> [The problem]: Reproduce the listing below exactly, from its first line down to and including the line with "use crate::pattern::PatternError;".

> [Records for processing]:
--------------------

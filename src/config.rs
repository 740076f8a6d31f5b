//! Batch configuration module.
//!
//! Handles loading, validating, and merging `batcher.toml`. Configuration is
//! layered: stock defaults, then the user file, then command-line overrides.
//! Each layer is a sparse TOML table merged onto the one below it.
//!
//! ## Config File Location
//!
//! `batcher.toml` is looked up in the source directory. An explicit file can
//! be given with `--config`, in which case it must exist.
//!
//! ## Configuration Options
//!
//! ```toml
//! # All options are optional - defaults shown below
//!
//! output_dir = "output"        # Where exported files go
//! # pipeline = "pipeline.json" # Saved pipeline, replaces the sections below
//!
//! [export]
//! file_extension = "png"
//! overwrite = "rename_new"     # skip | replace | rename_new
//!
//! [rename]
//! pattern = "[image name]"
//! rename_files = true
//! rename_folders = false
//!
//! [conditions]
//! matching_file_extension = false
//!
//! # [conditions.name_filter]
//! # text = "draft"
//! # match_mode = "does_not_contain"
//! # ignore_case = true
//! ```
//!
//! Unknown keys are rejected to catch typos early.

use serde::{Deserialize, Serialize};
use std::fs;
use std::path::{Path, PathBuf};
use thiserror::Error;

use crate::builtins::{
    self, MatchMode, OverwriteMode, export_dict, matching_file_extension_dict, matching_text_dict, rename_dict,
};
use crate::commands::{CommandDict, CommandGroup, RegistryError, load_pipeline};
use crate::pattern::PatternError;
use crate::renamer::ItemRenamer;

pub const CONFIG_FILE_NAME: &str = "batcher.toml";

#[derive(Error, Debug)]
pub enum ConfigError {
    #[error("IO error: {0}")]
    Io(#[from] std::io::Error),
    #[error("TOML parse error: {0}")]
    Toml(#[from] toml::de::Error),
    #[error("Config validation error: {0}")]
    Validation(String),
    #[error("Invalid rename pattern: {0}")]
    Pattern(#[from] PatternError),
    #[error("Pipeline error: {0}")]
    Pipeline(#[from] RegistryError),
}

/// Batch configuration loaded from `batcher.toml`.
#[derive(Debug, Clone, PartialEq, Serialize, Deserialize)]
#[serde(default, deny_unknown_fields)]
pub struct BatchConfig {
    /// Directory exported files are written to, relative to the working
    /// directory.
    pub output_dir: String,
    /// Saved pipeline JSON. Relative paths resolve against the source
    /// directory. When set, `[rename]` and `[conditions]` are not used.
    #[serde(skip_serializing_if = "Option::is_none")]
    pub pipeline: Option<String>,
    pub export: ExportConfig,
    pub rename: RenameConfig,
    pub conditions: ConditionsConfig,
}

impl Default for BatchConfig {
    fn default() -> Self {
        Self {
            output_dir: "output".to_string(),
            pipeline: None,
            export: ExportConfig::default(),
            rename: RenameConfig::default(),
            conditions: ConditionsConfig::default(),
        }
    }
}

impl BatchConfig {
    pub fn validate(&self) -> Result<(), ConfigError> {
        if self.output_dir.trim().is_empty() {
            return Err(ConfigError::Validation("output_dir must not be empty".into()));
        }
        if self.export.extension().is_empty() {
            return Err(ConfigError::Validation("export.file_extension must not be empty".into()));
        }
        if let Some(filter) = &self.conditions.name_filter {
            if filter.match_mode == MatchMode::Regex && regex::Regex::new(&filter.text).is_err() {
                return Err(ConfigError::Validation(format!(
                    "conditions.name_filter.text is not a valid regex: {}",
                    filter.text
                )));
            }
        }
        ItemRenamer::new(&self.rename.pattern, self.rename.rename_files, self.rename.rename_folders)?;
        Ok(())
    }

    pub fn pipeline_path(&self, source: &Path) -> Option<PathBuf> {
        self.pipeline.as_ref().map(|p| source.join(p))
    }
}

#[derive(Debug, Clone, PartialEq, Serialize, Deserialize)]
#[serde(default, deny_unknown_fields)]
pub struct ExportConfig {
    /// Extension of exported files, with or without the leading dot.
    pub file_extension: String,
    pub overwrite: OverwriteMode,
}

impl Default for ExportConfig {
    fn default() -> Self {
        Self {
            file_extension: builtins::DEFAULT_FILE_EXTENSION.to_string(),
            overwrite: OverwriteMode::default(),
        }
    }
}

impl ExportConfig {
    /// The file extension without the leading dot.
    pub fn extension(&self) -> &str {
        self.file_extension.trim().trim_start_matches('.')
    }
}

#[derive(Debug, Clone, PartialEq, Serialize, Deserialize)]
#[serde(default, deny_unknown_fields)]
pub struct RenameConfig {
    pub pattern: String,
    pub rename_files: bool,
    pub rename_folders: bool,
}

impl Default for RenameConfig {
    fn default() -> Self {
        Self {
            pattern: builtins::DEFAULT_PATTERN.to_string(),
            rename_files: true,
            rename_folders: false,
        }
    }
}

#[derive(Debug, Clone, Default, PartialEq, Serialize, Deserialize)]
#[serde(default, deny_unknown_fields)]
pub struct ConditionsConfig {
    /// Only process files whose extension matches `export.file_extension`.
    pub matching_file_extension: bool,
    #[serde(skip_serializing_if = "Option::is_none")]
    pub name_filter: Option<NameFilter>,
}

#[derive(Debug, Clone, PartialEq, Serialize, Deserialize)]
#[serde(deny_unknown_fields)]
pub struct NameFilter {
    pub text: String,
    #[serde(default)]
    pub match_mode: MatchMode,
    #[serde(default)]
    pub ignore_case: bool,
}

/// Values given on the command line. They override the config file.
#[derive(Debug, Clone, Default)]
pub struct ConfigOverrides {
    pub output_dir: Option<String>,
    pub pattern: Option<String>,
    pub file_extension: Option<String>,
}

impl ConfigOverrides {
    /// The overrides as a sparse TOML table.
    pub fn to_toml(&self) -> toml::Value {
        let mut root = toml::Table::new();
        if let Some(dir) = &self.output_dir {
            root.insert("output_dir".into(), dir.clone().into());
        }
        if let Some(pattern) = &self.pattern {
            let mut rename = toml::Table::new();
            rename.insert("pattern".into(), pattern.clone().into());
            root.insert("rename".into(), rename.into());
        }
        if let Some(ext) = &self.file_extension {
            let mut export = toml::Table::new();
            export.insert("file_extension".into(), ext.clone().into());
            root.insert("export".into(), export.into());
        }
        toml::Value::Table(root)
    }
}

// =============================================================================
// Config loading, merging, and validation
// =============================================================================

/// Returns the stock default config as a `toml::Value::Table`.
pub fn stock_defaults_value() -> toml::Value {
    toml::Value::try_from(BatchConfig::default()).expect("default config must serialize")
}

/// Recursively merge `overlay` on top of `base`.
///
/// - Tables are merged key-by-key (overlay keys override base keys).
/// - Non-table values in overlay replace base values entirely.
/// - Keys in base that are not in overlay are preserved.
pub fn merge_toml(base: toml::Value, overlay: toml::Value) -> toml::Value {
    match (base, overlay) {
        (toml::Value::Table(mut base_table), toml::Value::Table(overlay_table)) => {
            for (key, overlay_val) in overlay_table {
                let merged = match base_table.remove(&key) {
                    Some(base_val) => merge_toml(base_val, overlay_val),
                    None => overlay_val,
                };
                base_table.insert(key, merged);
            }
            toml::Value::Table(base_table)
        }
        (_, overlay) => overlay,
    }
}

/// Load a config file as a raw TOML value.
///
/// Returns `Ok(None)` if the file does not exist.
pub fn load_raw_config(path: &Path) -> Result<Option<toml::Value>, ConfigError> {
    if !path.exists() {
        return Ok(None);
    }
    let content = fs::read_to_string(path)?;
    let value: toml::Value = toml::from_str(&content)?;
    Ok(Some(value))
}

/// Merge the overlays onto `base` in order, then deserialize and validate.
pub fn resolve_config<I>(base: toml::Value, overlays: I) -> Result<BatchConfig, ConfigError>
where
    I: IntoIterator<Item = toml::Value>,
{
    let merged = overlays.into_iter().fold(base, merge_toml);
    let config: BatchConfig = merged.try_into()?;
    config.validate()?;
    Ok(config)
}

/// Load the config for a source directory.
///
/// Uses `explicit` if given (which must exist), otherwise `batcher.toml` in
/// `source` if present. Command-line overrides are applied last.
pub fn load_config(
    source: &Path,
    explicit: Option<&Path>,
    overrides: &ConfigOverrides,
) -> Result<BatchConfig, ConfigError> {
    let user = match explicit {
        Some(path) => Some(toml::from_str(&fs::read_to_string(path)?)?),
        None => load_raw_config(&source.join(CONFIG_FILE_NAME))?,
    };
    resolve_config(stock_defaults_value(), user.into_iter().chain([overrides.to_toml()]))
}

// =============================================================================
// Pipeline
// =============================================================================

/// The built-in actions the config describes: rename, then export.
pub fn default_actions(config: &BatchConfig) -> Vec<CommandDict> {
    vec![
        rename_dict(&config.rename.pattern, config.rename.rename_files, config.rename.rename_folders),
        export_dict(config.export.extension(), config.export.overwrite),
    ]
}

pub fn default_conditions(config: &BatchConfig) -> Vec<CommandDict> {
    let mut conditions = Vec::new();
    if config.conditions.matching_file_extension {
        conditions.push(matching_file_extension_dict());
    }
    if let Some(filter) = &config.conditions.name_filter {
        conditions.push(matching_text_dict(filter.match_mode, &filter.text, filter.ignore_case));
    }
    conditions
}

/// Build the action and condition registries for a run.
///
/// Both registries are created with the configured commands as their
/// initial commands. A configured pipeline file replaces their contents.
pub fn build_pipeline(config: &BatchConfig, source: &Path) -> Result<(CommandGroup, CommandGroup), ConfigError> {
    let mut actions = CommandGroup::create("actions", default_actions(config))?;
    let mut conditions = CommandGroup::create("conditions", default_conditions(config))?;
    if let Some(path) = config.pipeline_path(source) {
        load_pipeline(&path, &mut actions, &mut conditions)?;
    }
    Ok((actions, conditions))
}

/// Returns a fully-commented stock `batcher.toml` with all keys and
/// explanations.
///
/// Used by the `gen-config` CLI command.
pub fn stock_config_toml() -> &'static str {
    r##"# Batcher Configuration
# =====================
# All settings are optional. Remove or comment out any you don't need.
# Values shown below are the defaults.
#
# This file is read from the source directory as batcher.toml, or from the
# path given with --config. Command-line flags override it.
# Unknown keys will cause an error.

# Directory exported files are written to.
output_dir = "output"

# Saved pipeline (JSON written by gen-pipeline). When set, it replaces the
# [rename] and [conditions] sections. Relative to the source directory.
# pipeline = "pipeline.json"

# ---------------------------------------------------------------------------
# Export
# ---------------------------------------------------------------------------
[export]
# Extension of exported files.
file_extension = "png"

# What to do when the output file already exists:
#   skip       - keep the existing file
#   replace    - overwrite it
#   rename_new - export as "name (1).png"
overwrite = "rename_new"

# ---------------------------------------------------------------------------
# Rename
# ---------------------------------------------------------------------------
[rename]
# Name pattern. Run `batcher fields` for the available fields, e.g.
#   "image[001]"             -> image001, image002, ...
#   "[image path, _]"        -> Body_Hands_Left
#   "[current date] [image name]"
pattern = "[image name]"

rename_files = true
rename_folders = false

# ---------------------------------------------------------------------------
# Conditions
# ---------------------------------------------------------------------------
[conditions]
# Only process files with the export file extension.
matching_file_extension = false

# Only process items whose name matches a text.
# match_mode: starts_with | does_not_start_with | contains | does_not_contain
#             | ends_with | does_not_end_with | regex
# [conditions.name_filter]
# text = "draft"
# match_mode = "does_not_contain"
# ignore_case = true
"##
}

--------------------

> [Written response]:
filename src/config.rs
repository 740076f8a6d31f5b
//! Batch configuration module.
//!
//! Handles loading, validating, and merging `batcher.toml`. Configuration is
//! layered: stock defaults, then the user file, then command-line overrides.
//! Each layer is a sparse TOML table merged onto the one below it.
//!
//! ## Config File Location
//!
//! `batcher.toml` is looked up in the source directory. An explicit file can
//! be given with `--config`, in which case it must exist.
//!
//! ## Configuration Options
//!
//! ```toml
//! # All options are optional - defaults shown below
//!
//! output_dir = "output"        # Where exported files go
//! # pipeline = "pipeline.json" # Saved pipeline, replaces the sections below
//!
//! [export]
//! file_extension = "png"
//! overwrite = "rename_new"     # skip | replace | rename_new
//!
//! [rename]
//! pattern = "[image name]"
//! rename_files = true
//! rename_folders = false
//!
//! [conditions]
//! matching_file_extension = false
//!
//! # [conditions.name_filter]
//! # text = "draft"
//! # match_mode = "does_not_contain"
//! # ignore_case = true
//! ```
//!
//! Unknown keys are rejected to catch typos early.

use serde::{Deserialize, Serialize};
use std::fs;
use std::path::{Path, PathBuf};
use thiserror::Error;

use crate::builtins::{
    self, MatchMode, OverwriteMode, export_dict, matching_file_extension_dict, matching_text_dict, rename_dict,
};
use crate::commands::{CommandDict, CommandGroup, RegistryError, load_pipeline};
use crate::pattern::PatternError;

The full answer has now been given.